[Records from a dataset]
↓↓↓
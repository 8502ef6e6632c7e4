//! Tunnel creation with local port retry

use std::collections::HashSet;
use std::net::{IpAddr, Ipv4Addr, SocketAddr};
use std::sync::Arc;
use std::time::Duration;

use async_trait::async_trait;
use rand::Rng;
use tokio::net::TcpListener;
use tokio_util::sync::CancellationToken;

use iap_core::config::{PortRange, TransportConfig};
use iap_core::{TunnelError, TunnelProfile};

use super::listener::{ListenerBinder, RelayListener, TcpBinder, DEFAULT_BUFFER_SIZE};
use super::{Tunnel, TunnelFlags};
use crate::relay::{RelayClient, RelayTarget};

/// Default number of ports tried before a port conflict is reported
pub const DEFAULT_PORT_RETRY_ATTEMPTS: u32 = 5;

/// Random draws before falling back to a linear scan for a free candidate
const RANDOM_CANDIDATE_DRAWS: usize = 32;

/// Creates tunnels for profiles
#[async_trait]
pub trait TunnelFactory: Send + Sync {
    /// Create a live tunnel for `profile`, verifying the relay within `timeout`
    async fn create_tunnel(
        &self,
        profile: &TunnelProfile,
        timeout: Duration,
        cancel: &CancellationToken,
    ) -> Result<Arc<Tunnel>, TunnelError>;
}

/// Creates tunnels that relay through targets supplied by a `RelayClient`
pub struct RelayTunnelFactory {
    client: Arc<dyn RelayClient>,
    binder: Arc<dyn ListenerBinder>,
    max_attempts: u32,
    ephemeral_ports: PortRange,
    buffer_size: usize,
    flags: TunnelFlags,
}

impl RelayTunnelFactory {
    /// Create a factory with default settings
    pub fn new(client: Arc<dyn RelayClient>) -> Self {
        Self {
            client,
            binder: Arc::new(TcpBinder),
            max_attempts: DEFAULT_PORT_RETRY_ATTEMPTS,
            ephemeral_ports: PortRange::default(),
            buffer_size: DEFAULT_BUFFER_SIZE,
            flags: TunnelFlags::default(),
        }
    }

    /// Create a factory from configuration
    pub fn from_config(client: Arc<dyn RelayClient>, config: &TransportConfig) -> Self {
        Self {
            client,
            binder: Arc::new(TcpBinder),
            max_attempts: config.port_retry_attempts.max(1),
            ephemeral_ports: config.ephemeral_ports,
            buffer_size: config.relay_buffer_size,
            flags: TunnelFlags {
                loopback_only: config.loopback_only,
            },
        }
    }

    /// Replace the socket binder
    pub fn with_binder(mut self, binder: Arc<dyn ListenerBinder>) -> Self {
        self.binder = binder;
        self
    }

    pub fn with_ephemeral_ports(mut self, ports: PortRange) -> Self {
        self.ephemeral_ports = ports;
        self
    }

    pub fn with_max_attempts(mut self, attempts: u32) -> Self {
        self.max_attempts = attempts.max(1);
        self
    }

    pub fn with_flags(mut self, flags: TunnelFlags) -> Self {
        self.flags = flags;
        self
    }

    /// Bind a local listener for `profile` and start relaying to `target`.
    ///
    /// Port conflicts are retried on other ephemeral ports, each attempt
    /// using a port not tried before. Other errors propagate immediately.
    pub fn create_tunnel_for_target(
        &self,
        profile: &TunnelProfile,
        target: Arc<dyn RelayTarget>,
        cancel: &CancellationToken,
    ) -> Result<Arc<Tunnel>, TunnelError> {
        let socket = self.bind_with_retry(profile, cancel)?;
        let listener = RelayListener::new(socket, target, Arc::clone(profile.policy()), self.flags)?
            .with_buffer_size(self.buffer_size);

        Ok(Tunnel::start(listener, profile.clone(), self.flags))
    }

    fn bind_with_retry(
        &self,
        profile: &TunnelProfile,
        cancel: &CancellationToken,
    ) -> Result<TcpListener, TunnelError> {
        let preferred = profile.local_endpoint();
        let default_ip = if self.flags.loopback_only {
            Ipv4Addr::LOCALHOST
        } else {
            Ipv4Addr::UNSPECIFIED
        };
        let ip = preferred
            .map(|endpoint| endpoint.ip())
            .unwrap_or(IpAddr::V4(default_ip));

        if self.flags.loopback_only && !ip.is_loopback() {
            if let Some(endpoint) = preferred {
                return Err(TunnelError::InvalidEndpoint(endpoint));
            }
        }

        let mut candidates = PortCandidates::new(self.ephemeral_ports);
        let mut endpoint = match preferred {
            Some(endpoint) if endpoint.port() != 0 => endpoint,
            _ => SocketAddr::new(ip, candidates.next_port().ok_or_else(no_free_port)?),
        };

        let mut attempt = 1;
        loop {
            if cancel.is_cancelled() {
                return Err(TunnelError::Cancelled);
            }

            candidates.exclude(endpoint.port());
            match self.binder.bind(endpoint) {
                Ok(socket) => {
                    if attempt > 1 {
                        tracing::info!(
                            "Bound {} on attempt {}/{}",
                            endpoint,
                            attempt,
                            self.max_attempts
                        );
                    }
                    return Ok(socket);
                }
                Err(e) if e.is_port_access_denied() && attempt < self.max_attempts => {
                    tracing::warn!(
                        "Local port {} unavailable (attempt {}/{}): {}",
                        endpoint.port(),
                        attempt,
                        self.max_attempts,
                        e
                    );
                    match candidates.next_port() {
                        Some(port) => endpoint = SocketAddr::new(ip, port),
                        None => return Err(e),
                    }
                    attempt += 1;
                }
                Err(e) => return Err(e),
            }
        }
    }
}

#[async_trait]
impl TunnelFactory for RelayTunnelFactory {
    async fn create_tunnel(
        &self,
        profile: &TunnelProfile,
        timeout: Duration,
        cancel: &CancellationToken,
    ) -> Result<Arc<Tunnel>, TunnelError> {
        let target = self
            .client
            .relay_target(profile.target_instance(), profile.target_port())?;
        let tunnel = self.create_tunnel_for_target(profile, Arc::clone(&target), cancel)?;

        let probe = tokio::select! {
            result = target.probe(timeout) => result,
            _ = cancel.cancelled() => Err(TunnelError::Cancelled),
        };

        if let Err(e) = probe {
            tracing::warn!("Probing {} failed: {}", profile, e);
            tunnel.close().await;
            return Err(e);
        }

        Ok(tunnel)
    }
}

fn no_free_port() -> TunnelError {
    TunnelError::Io(std::io::Error::new(
        std::io::ErrorKind::AddrNotAvailable,
        "no untried port left in the ephemeral range",
    ))
}

/// Hands out ports from a range, never the same port twice
struct PortCandidates {
    range: PortRange,
    tried: HashSet<u16>,
}

impl PortCandidates {
    fn new(range: PortRange) -> Self {
        Self {
            range,
            tried: HashSet::new(),
        }
    }

    fn exclude(&mut self, port: u16) {
        self.tried.insert(port);
    }

    fn next_port(&mut self) -> Option<u16> {
        if self.range.is_empty() {
            return None;
        }

        let mut rng = rand::thread_rng();
        for _ in 0..RANDOM_CANDIDATE_DRAWS {
            let port = rng.gen_range(self.range.as_range());
            if port != 0 && !self.tried.contains(&port) {
                return Some(port);
            }
        }

        self.range
            .as_range()
            .find(|port| *port != 0 && !self.tried.contains(port))
    }
}
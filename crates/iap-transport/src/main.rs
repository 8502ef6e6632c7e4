//! iap-tunnel: open a local tunnel to an instance and keep it alive
//!
//! Relays through the direct relay client configured in `direct_targets`.

use std::net::{Ipv4Addr, SocketAddr};
use std::path::PathBuf;
use std::sync::Arc;
use std::time::Duration;

use anyhow::{Context, Result};
use clap::{Parser, ValueEnum};
use tokio_util::sync::CancellationToken;
use tracing_subscriber::{layer::SubscriberExt, util::SubscriberInitExt};

use iap_core::config::{self, TransportConfig};
use iap_core::{AllowAllPolicy, InstanceLocator, Protocol, Rdp, Ssh, TunnelProfile};
use iap_transport::{
    DirectRelayClient, EventQueue, RelayTunnelFactory, TransportFactory, TunnelEvent,
};

#[derive(Debug, Clone, Copy, ValueEnum)]
enum ProtocolArg {
    Rdp,
    Ssh,
}

#[derive(Parser)]
#[command(name = "iap-tunnel")]
#[command(about = "Open a loopback tunnel to a cloud instance")]
#[command(version)]
struct Args {
    /// Path to configuration file
    #[arg(short, long)]
    config: Option<PathBuf>,

    /// Target instance, as projects/{project}/zones/{zone}/instances/{name}
    #[arg(short, long)]
    instance: InstanceLocator,

    /// Application protocol
    #[arg(long, value_enum, default_value = "rdp")]
    protocol: ProtocolArg,

    /// Target port (defaults to the protocol's port)
    #[arg(short, long)]
    port: Option<u16>,

    /// Preferred local port
    #[arg(short, long)]
    local_port: Option<u16>,

    /// Creation timeout in seconds (overrides config)
    #[arg(long)]
    timeout: Option<u64>,

    /// Log level (error, warn, info, debug, trace)
    #[arg(long, default_value = "info")]
    log_level: String,
}

#[tokio::main]
async fn main() -> Result<()> {
    let args = Args::parse();

    tracing_subscriber::registry()
        .with(tracing_subscriber::EnvFilter::new(
            std::env::var("RUST_LOG").unwrap_or_else(|_| args.log_level.clone()),
        ))
        .with(tracing_subscriber::fmt::layer())
        .init();

    let config = load_config(args.config.as_deref())?;
    config.validate().context("Invalid configuration")?;

    let (protocol, default_port): (Arc<dyn Protocol>, u16) = match args.protocol {
        ProtocolArg::Rdp => (Arc::new(Rdp), Rdp::DEFAULT_PORT),
        ProtocolArg::Ssh => (Arc::new(Ssh), Ssh::DEFAULT_PORT),
    };

    let profile = TunnelProfile::new(
        protocol,
        Arc::new(AllowAllPolicy),
        args.instance.clone(),
        args.port.unwrap_or(default_port),
        args.local_port
            .map(|port| SocketAddr::new(Ipv4Addr::LOCALHOST.into(), port)),
    )?;

    let client = DirectRelayClient::from_config(&config.direct_targets)
        .context("Invalid direct_targets entry")?;
    if client.is_empty() {
        tracing::warn!("No direct targets configured - every relay will be denied");
    }

    let tunnels = RelayTunnelFactory::from_config(Arc::new(client), &config);

    let (events, receiver) = EventQueue::channel();
    tokio::spawn(receiver.dispatch(|event| match event {
        TunnelEvent::Created(tunnel) => {
            tracing::info!("Tunnel created: {} on {}", tunnel.id(), tunnel.local_endpoint())
        }
        TunnelEvent::Closed(tunnel) => {
            let stats = tunnel.statistics();
            tracing::info!(
                "Tunnel closed: {} ({} bytes received, {} bytes transmitted)",
                tunnel.id(),
                stats.bytes_received(),
                stats.bytes_transmitted()
            )
        }
    }));

    let factory = TransportFactory::new(Arc::new(tunnels), Arc::new(events));
    let timeout = args
        .timeout
        .map(Duration::from_secs)
        .unwrap_or(config.connect_timeout);

    let cancel = CancellationToken::new();
    let cancel_clone = cancel.clone();
    tokio::spawn(async move {
        if tokio::signal::ctrl_c().await.is_ok() {
            tracing::info!("Received Ctrl+C, shutting down...");
        }
        cancel_clone.cancel();
    });

    let transport = factory
        .create_transport(profile, timeout, &cancel)
        .await
        .map_err(|e| {
            let topic = e.help_topic();
            anyhow::Error::new(e).context(format!("See help topic '{}'", topic))
        })?;

    println!(
        "Forwarding {} -> {}",
        transport.endpoint(),
        transport.target()
    );

    cancel.cancelled().await;
    transport.close().await;

    tracing::info!("Tunnel shutdown complete");
    Ok(())
}

fn load_config(path: Option<&std::path::Path>) -> Result<TransportConfig> {
    if let Some(path) = path {
        return config::load_config(path)
            .with_context(|| format!("Failed to load config from {:?}", path));
    }

    let default_path = config::default_config_path();
    if default_path.exists() {
        Ok(config::load_config(&default_path).unwrap_or_else(|e| {
            tracing::warn!("Failed to load config from {:?}: {}", default_path, e);
            TransportConfig::default()
        }))
    } else {
        tracing::info!("Using default configuration");
        Ok(TransportConfig::default())
    }
}
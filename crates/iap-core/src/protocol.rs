//! Protocol and transport policy capabilities
//!
//! Both traits are deliberately narrow: a stable identity that takes part in
//! pooling equivalence, and a verdict on whether a target is permitted.

use std::collections::BTreeSet;
use std::fmt;
use std::net::SocketAddr;

use crate::types::InstanceLocator;

/// Application-level protocol carried over a tunnel
pub trait Protocol: Send + Sync + fmt::Debug {
    /// Stable identifier, used as part of the pooling key
    fn id(&self) -> &str;

    /// Whether this protocol may be used against the given target
    fn is_permitted(&self, target: &InstanceLocator, port: u16) -> bool;
}

/// Decides which tunnels may be created and who may use them
pub trait TransportPolicy: Send + Sync + fmt::Debug {
    /// Stable identifier, used as part of the pooling key
    fn id(&self) -> &str;

    /// Whether a tunnel to the given target may be created
    fn is_permitted(&self, target: &InstanceLocator, port: u16) -> bool;

    /// Whether a local client connecting from `peer` may use the tunnel
    fn is_client_allowed(&self, peer: SocketAddr) -> bool {
        peer.ip().is_loopback()
    }
}

/// Remote Desktop Protocol
#[derive(Debug, Clone, Copy, Default, PartialEq, Eq)]
pub struct Rdp;

impl Rdp {
    /// Default RDP port
    pub const DEFAULT_PORT: u16 = 3389;
}

impl Protocol for Rdp {
    fn id(&self) -> &str {
        "rdp"
    }

    fn is_permitted(&self, _target: &InstanceLocator, port: u16) -> bool {
        port != 0
    }
}

/// Secure Shell
#[derive(Debug, Clone, Copy, Default, PartialEq, Eq)]
pub struct Ssh;

impl Ssh {
    /// Default SSH port
    pub const DEFAULT_PORT: u16 = 22;
}

impl Protocol for Ssh {
    fn id(&self) -> &str {
        "ssh"
    }

    fn is_permitted(&self, _target: &InstanceLocator, port: u16) -> bool {
        port != 0
    }
}

/// Permits every target; local clients must still be on loopback
#[derive(Debug, Clone, Copy, Default, PartialEq, Eq)]
pub struct AllowAllPolicy;

impl TransportPolicy for AllowAllPolicy {
    fn id(&self) -> &str {
        "allow-all"
    }

    fn is_permitted(&self, _target: &InstanceLocator, _port: u16) -> bool {
        true
    }
}

/// Permits only an explicit set of target ports
#[derive(Debug, Clone, PartialEq, Eq)]
pub struct PortAllowListPolicy {
    id: String,
    ports: BTreeSet<u16>,
}

impl PortAllowListPolicy {
    /// Create a policy permitting the given ports
    pub fn new(ports: impl IntoIterator<Item = u16>) -> Self {
        let ports: BTreeSet<u16> = ports.into_iter().collect();
        let id = format!(
            "ports:{}",
            ports
                .iter()
                .map(u16::to_string)
                .collect::<Vec<_>>()
                .join(",")
        );
        Self { id, ports }
    }
}

impl TransportPolicy for PortAllowListPolicy {
    fn id(&self) -> &str {
        &self.id
    }

    fn is_permitted(&self, _target: &InstanceLocator, port: u16) -> bool {
        self.ports.contains(&port)
    }
}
↑↑↑
*Task requirements*:
All that should be written out is the stretch of lines above between the one holding "Default RDP port" and the one holding "pub struct Ssh;", inclusive, exactly as given.

*Answer for the task*:
    /// Default RDP port
    pub const DEFAULT_PORT: u16 = 3389;
}

impl Protocol for Rdp {
    fn id(&self) -> &str {
        "rdp"
    }

    fn is_permitted(&self, _target: &InstanceLocator, port: u16) -> bool {
        port != 0
    }
}

/// Secure Shell
#[derive(Debug, Clone, Copy, Default, PartialEq, Eq)]
pub struct Ssh;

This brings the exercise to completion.